=== EXERCISE DATA ===
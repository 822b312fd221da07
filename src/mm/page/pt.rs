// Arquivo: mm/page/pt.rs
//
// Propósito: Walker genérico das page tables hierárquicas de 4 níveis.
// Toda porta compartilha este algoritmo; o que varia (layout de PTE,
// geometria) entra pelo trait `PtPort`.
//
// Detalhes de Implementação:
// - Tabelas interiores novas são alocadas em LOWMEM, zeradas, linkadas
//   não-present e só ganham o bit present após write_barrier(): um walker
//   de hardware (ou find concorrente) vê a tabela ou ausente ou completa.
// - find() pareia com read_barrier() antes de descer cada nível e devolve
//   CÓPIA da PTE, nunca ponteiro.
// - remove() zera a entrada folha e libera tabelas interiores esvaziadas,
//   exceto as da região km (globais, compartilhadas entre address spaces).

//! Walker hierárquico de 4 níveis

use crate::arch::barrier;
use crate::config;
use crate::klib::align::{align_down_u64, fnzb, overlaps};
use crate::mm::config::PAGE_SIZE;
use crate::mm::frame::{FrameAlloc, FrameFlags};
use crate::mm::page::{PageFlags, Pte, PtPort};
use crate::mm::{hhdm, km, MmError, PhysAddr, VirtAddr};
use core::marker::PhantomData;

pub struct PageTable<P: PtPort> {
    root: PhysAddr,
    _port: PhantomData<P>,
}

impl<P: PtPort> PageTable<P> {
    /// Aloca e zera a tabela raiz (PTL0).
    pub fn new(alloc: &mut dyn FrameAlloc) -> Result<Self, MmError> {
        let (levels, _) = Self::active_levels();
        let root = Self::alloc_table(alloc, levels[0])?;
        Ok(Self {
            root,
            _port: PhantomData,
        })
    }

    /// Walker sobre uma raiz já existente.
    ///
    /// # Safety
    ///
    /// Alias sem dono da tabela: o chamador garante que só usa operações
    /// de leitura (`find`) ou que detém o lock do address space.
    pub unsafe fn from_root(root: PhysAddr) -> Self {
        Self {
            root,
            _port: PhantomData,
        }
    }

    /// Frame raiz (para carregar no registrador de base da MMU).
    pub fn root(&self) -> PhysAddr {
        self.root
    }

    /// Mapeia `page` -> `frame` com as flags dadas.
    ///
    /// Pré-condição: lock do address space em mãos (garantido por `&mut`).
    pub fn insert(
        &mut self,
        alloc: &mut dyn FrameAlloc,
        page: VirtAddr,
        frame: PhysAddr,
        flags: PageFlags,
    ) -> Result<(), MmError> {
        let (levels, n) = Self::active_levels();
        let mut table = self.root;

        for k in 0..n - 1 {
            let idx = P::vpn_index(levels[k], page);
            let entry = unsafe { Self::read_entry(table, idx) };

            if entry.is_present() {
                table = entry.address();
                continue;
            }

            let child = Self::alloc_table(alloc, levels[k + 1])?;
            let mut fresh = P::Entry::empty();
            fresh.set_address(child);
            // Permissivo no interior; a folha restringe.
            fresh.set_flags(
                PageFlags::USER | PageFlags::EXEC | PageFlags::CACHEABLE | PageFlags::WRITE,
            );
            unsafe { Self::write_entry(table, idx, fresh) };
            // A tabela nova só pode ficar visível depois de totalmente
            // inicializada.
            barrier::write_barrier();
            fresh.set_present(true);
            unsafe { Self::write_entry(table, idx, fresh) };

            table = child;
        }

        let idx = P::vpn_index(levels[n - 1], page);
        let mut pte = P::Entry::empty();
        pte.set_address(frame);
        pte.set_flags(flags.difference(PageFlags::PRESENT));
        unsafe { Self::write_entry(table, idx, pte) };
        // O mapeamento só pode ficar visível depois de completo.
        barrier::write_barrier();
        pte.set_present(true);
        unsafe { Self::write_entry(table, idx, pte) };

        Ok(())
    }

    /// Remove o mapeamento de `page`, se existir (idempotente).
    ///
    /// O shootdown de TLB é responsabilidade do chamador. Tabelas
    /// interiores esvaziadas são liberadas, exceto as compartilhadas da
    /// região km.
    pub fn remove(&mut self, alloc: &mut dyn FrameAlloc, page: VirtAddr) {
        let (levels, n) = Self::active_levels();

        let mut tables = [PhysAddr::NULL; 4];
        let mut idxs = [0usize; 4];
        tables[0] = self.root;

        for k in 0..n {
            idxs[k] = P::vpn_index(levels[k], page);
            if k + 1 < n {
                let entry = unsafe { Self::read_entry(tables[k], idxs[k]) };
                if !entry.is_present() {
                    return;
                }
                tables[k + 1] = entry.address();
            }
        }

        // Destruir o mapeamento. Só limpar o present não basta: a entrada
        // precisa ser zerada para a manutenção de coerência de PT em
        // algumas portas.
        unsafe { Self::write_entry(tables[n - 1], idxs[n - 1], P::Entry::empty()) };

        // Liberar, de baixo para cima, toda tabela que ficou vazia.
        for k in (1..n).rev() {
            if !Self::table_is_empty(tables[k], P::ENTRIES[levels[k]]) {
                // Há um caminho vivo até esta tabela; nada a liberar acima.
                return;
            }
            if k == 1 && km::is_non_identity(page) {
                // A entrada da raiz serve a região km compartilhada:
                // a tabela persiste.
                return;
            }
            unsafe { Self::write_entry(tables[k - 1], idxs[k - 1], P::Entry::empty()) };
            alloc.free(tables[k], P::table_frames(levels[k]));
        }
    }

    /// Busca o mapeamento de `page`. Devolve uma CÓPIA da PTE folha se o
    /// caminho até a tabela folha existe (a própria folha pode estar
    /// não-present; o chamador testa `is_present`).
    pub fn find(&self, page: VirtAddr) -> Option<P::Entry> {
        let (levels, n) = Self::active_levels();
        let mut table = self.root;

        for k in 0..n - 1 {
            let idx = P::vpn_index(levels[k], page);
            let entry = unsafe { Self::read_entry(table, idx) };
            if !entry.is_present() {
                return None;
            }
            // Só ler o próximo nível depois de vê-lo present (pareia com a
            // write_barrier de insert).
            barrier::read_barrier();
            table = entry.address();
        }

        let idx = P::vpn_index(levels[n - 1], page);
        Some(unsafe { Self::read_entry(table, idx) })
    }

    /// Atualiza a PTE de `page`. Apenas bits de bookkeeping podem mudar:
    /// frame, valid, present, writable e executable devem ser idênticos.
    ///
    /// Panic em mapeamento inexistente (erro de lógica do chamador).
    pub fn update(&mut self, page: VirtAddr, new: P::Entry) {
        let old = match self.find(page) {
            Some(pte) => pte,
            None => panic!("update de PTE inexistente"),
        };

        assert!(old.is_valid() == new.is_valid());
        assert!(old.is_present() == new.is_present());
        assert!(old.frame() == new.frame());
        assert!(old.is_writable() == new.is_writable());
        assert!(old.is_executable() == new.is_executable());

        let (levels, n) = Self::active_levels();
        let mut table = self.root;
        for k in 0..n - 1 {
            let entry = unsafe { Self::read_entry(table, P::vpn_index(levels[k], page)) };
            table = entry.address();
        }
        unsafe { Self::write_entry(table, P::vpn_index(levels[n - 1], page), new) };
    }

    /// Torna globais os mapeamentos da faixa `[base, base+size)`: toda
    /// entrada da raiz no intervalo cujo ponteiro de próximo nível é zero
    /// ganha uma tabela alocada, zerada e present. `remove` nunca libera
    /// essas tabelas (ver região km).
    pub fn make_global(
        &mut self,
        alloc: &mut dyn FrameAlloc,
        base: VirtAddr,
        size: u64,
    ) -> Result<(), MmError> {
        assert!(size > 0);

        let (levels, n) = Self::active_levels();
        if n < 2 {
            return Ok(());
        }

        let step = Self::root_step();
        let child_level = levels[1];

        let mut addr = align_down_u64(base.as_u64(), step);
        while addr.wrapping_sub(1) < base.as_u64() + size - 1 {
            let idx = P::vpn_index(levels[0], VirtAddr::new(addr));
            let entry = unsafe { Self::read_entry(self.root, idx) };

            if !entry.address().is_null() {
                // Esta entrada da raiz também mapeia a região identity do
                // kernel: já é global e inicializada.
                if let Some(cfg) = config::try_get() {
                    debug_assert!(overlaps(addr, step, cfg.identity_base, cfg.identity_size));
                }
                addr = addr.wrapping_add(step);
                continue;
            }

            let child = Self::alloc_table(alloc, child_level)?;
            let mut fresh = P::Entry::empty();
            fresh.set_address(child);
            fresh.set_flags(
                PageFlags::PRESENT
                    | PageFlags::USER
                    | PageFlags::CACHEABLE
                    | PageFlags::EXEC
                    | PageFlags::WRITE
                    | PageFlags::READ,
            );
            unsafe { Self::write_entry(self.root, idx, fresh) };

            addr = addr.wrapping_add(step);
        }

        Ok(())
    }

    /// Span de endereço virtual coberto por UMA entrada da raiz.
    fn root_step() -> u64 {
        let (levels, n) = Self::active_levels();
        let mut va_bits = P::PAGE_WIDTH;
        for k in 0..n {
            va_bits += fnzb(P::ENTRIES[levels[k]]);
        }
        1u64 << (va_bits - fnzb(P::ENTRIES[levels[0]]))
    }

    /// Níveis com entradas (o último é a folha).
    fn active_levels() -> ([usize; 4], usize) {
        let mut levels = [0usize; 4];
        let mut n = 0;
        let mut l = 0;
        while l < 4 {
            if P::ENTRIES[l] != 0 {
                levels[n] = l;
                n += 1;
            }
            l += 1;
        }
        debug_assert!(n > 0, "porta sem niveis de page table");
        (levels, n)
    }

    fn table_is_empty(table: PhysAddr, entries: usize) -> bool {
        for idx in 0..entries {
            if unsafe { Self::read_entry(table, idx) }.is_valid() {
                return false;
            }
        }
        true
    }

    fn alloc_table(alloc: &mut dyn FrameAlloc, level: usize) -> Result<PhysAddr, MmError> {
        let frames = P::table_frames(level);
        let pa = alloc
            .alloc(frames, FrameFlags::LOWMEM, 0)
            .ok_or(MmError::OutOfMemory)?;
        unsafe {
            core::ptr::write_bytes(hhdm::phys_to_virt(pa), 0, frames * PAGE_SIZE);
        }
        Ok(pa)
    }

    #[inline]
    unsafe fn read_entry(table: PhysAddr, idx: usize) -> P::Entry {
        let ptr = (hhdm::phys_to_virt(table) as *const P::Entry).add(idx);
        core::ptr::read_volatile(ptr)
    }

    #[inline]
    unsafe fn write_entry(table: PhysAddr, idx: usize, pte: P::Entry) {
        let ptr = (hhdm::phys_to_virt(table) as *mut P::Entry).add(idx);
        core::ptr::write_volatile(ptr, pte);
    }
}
===
◆ **YOUR ASSIGNMENT**
Out of the entries above, write out only the lines between the line holding "tables[k + 1]" and the line holding "write_barrier de insert).", inclusive, each exactly as given.

◆ **TASK OUTPUT**
                tables[k + 1] = entry.address();
            }
        }

        // Destruir o mapeamento. Só limpar o present não basta: a entrada
        // precisa ser zerada para a manutenção de coerência de PT em
        // algumas portas.
        unsafe { Self::write_entry(tables[n - 1], idxs[n - 1], P::Entry::empty()) };

        // Liberar, de baixo para cima, toda tabela que ficou vazia.
        for k in (1..n).rev() {
            if !Self::table_is_empty(tables[k], P::ENTRIES[levels[k]]) {
                // Há um caminho vivo até esta tabela; nada a liberar acima.
                return;
            }
            if k == 1 && km::is_non_identity(page) {
                // A entrada da raiz serve a região km compartilhada:
                // a tabela persiste.
                return;
            }
            unsafe { Self::write_entry(tables[k - 1], idxs[k - 1], P::Entry::empty()) };
            alloc.free(tables[k], P::table_frames(levels[k]));
        }
    }

    /// Busca o mapeamento de `page`. Devolve uma CÓPIA da PTE folha se o
    /// caminho até a tabela folha existe (a própria folha pode estar
    /// não-present; o chamador testa `is_present`).
    pub fn find(&self, page: VirtAddr) -> Option<P::Entry> {
        let (levels, n) = Self::active_levels();
        let mut table = self.root;

        for k in 0..n - 1 {
            let idx = P::vpn_index(levels[k], page);
            let entry = unsafe { Self::read_entry(table, idx) };
            if !entry.is_present() {
                return None;
            }
            // Só ler o próximo nível depois de vê-lo present (pareia com a
            // write_barrier de insert).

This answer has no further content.